» **Assignment**: Within the records below is a range that opens at the line with "Self::default()" and closes at the line with "pub fn is_empty(&self)". Return that range word for word, both ends included, and only that range.
***** Data for review *****
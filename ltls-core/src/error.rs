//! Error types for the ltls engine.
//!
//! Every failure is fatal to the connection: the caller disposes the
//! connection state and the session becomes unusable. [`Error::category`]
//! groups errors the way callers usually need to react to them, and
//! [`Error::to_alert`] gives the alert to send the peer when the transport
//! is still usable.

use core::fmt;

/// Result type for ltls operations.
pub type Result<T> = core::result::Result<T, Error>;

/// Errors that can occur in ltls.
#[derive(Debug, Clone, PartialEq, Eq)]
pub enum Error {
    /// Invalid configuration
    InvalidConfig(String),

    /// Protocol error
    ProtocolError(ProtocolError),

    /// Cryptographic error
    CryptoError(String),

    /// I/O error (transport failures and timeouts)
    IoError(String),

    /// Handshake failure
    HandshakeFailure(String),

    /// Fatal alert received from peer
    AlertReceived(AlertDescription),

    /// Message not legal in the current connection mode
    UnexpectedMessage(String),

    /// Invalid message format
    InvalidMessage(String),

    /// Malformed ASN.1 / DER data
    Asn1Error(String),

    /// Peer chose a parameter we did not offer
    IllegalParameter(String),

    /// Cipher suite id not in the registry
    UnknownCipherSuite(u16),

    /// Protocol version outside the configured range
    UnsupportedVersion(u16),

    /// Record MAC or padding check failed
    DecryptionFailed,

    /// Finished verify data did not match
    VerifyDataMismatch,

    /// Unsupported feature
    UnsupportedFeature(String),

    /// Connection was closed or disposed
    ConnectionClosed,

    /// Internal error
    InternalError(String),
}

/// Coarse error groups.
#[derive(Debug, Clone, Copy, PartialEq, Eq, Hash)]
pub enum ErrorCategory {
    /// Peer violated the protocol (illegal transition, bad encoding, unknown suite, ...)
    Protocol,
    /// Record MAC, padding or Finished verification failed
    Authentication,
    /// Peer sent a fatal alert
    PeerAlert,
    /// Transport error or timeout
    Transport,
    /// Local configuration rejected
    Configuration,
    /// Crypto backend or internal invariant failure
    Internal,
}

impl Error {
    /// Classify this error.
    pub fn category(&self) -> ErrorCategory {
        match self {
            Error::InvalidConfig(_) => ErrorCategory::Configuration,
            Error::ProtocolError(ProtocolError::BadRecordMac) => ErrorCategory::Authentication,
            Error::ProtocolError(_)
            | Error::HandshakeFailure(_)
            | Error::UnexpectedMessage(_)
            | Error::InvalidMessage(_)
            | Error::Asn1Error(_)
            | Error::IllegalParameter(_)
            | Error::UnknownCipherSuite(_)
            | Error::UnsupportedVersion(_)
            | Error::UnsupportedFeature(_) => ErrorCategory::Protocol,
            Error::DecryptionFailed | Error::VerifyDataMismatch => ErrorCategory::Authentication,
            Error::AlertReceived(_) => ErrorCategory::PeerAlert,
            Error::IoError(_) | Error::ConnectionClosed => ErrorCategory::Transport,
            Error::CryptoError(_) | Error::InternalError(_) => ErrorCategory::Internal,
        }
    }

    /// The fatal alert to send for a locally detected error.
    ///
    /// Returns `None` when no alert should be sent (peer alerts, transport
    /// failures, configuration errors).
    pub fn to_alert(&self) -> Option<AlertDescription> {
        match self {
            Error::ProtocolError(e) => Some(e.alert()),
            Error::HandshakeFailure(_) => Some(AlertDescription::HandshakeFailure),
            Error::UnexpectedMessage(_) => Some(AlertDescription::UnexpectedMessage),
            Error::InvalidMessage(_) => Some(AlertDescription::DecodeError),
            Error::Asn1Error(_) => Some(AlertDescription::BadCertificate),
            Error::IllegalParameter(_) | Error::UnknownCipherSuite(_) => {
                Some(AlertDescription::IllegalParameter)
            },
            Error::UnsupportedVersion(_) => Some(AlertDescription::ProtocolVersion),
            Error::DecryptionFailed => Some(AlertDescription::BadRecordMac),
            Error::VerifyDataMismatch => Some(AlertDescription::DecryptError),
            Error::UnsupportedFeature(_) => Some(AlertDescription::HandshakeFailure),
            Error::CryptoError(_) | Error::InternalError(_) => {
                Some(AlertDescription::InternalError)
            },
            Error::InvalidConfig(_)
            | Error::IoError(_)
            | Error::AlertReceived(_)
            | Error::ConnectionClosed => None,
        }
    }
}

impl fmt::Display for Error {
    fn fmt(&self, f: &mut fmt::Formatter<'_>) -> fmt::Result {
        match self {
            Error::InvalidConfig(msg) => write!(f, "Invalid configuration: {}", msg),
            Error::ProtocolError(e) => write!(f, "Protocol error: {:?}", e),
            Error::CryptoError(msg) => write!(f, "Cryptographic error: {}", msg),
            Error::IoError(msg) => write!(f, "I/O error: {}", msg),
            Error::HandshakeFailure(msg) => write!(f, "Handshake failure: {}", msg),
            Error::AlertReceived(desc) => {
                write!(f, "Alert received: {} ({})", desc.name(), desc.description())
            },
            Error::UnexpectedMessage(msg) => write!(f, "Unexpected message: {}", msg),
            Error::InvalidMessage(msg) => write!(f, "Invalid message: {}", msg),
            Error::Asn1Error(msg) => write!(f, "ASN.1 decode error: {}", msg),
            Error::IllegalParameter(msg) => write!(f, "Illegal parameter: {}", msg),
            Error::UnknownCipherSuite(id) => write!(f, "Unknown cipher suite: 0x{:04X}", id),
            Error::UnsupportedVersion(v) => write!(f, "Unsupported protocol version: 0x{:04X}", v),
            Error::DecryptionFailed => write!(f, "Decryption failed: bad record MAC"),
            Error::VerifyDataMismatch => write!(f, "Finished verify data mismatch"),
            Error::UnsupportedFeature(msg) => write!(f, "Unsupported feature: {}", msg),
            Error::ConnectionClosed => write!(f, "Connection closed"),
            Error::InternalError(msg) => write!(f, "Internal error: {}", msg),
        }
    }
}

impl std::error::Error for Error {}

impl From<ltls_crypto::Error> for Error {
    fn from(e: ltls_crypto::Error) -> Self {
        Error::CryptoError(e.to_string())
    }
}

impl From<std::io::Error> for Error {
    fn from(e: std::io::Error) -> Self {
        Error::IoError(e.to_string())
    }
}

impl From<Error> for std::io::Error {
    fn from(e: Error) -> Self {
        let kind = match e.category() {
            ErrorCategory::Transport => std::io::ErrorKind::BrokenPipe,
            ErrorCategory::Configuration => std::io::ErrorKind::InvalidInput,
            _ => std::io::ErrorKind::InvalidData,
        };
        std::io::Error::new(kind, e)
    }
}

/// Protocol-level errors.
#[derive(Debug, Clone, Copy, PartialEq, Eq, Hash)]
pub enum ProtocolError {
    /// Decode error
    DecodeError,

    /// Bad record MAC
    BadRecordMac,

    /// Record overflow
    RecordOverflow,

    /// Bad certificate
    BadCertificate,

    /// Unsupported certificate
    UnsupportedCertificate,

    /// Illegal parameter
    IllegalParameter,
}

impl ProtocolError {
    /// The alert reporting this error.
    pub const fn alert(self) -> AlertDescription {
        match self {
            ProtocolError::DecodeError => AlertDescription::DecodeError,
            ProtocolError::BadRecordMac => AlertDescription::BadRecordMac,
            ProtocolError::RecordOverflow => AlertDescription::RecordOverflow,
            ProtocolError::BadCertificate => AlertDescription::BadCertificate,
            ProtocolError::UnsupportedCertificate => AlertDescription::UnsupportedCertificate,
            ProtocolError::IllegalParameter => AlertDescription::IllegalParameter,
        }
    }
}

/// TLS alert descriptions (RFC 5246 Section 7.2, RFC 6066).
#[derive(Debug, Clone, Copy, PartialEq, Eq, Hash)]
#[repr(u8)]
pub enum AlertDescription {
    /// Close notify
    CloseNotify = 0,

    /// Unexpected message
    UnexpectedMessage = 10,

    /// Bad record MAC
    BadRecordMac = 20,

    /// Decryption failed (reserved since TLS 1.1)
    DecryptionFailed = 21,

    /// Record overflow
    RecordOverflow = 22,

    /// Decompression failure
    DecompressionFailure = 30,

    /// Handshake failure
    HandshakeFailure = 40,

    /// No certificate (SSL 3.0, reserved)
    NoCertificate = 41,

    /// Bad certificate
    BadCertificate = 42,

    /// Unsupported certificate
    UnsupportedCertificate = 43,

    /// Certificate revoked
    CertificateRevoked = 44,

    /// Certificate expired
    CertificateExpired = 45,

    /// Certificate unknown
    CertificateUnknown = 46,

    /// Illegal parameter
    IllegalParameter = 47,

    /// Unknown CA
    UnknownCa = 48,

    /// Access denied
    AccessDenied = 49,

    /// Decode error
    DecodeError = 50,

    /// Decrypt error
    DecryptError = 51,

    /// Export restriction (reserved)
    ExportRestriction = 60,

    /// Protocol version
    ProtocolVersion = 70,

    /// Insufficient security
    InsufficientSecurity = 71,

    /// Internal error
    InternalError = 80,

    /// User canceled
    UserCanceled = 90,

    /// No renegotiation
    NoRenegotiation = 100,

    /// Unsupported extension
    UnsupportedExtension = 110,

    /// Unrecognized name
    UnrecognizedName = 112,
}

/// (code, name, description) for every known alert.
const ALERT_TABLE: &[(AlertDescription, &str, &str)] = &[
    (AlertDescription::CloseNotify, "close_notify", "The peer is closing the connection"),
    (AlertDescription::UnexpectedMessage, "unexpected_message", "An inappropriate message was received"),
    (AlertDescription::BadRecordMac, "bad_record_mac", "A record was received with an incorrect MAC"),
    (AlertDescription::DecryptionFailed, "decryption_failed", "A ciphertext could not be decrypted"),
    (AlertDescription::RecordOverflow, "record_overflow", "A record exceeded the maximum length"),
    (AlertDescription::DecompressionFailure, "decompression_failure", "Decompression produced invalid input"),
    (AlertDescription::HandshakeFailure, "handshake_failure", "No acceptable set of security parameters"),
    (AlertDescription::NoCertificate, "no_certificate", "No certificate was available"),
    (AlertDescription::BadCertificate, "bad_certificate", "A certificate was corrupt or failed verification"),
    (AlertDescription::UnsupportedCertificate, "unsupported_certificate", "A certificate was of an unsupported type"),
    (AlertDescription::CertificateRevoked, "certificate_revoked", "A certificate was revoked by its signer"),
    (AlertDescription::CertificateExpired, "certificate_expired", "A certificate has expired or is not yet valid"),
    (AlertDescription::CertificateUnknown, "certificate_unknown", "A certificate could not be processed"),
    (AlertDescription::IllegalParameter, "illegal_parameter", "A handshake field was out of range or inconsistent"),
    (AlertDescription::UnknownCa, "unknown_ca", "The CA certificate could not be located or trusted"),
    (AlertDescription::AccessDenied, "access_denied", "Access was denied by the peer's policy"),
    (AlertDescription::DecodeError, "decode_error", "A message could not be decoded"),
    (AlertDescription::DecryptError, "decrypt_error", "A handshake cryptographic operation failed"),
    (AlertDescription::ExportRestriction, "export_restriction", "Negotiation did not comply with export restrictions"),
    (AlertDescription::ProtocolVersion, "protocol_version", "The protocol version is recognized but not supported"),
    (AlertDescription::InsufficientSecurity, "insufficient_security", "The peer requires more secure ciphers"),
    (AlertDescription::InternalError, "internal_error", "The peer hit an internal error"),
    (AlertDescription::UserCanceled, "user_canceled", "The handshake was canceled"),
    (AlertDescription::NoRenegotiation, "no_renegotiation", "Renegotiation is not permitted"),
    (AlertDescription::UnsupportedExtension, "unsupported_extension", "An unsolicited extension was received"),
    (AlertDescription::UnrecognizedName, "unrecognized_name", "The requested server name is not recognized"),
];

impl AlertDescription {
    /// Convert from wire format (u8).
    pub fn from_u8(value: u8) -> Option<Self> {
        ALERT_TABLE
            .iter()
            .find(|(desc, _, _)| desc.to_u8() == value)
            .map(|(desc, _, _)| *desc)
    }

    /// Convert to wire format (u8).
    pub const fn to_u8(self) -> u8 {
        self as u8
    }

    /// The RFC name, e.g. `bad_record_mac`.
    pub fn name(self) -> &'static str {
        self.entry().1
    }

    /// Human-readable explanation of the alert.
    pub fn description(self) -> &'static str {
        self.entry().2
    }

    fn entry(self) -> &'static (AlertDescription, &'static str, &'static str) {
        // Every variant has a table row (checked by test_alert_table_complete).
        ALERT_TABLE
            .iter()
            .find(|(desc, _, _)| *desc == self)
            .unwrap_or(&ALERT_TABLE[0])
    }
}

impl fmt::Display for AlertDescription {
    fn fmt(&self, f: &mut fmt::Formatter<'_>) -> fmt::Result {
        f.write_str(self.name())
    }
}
*****
***** Data for review *****
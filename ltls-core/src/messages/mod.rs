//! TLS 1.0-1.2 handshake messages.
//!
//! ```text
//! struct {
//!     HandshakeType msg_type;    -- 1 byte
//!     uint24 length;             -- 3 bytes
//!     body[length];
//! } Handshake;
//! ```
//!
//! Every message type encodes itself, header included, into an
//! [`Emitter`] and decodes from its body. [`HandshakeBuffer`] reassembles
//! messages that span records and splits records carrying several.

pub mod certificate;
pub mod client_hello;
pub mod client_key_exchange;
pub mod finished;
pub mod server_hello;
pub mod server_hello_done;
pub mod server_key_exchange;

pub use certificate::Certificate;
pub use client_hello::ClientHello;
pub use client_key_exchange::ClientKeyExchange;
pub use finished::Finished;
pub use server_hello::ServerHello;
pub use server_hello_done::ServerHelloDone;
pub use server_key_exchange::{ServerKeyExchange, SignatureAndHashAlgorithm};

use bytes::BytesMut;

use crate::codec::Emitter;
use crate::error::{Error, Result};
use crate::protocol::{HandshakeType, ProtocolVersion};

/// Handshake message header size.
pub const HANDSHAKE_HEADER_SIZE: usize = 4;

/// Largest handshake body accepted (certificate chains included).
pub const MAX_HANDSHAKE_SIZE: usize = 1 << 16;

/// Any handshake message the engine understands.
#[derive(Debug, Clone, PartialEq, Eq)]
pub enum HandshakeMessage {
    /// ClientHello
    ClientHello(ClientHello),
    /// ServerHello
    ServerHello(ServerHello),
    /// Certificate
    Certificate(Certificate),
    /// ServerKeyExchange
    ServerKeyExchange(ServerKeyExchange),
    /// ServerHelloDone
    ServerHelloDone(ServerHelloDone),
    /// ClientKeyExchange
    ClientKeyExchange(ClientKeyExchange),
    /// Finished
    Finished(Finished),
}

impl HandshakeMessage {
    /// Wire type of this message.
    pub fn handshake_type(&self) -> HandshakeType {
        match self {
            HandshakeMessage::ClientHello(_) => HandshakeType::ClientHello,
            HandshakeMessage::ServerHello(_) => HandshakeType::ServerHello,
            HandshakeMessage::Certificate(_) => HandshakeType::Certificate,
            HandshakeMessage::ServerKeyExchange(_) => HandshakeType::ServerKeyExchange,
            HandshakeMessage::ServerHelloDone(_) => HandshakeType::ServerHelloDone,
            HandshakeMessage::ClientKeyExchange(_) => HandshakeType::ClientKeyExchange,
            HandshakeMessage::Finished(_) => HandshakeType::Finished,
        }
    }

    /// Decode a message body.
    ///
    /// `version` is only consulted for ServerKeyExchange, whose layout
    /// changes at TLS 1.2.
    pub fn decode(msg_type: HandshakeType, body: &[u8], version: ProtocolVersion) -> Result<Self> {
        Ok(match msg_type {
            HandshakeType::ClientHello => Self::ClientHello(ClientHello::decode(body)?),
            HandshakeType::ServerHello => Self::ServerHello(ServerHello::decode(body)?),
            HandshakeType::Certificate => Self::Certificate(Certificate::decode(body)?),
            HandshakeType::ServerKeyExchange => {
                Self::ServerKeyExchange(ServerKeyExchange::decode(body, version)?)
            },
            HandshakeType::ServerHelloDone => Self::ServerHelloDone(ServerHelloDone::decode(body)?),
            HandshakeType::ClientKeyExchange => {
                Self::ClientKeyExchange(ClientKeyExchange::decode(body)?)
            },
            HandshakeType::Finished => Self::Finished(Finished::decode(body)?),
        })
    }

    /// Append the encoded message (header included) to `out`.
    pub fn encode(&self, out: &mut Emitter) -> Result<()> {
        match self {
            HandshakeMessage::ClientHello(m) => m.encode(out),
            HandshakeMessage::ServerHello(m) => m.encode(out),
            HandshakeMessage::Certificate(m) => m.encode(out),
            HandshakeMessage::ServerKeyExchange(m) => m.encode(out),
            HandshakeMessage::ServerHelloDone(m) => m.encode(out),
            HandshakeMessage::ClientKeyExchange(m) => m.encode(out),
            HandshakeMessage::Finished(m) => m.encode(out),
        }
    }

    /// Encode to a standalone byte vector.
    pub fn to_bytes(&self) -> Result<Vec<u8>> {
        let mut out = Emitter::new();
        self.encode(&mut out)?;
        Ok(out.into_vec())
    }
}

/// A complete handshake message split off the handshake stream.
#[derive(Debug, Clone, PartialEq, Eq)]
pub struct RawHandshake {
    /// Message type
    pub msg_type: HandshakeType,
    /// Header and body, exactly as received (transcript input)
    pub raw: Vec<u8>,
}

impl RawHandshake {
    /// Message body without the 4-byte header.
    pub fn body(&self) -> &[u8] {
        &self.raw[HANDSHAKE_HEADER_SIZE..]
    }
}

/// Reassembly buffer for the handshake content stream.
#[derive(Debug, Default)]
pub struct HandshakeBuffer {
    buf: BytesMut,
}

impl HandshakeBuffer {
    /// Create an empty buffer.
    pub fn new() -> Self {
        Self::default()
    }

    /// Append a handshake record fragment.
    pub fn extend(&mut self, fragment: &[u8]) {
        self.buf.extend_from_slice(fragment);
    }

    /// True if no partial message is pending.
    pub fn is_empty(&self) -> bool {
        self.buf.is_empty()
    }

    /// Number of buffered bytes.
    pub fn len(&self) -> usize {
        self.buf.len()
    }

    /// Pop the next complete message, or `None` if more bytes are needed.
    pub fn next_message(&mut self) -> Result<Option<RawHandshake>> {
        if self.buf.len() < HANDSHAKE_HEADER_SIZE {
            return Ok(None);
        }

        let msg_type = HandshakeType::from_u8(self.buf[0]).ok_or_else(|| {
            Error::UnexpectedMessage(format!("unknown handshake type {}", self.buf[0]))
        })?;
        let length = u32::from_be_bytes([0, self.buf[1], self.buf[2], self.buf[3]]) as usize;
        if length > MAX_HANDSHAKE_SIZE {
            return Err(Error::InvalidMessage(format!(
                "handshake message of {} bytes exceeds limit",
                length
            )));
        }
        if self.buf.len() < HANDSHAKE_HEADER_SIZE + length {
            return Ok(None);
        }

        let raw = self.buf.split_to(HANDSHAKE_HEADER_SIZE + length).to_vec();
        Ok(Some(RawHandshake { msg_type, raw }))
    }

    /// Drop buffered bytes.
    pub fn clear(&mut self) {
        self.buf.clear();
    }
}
*****
» **Exercise solution**:
        Self::default()
    }

    /// Append a handshake record fragment.
    pub fn extend(&mut self, fragment: &[u8]) {
        self.buf.extend_from_slice(fragment);
    }

    /// True if no partial message is pending.
    pub fn is_empty(&self) -> bool {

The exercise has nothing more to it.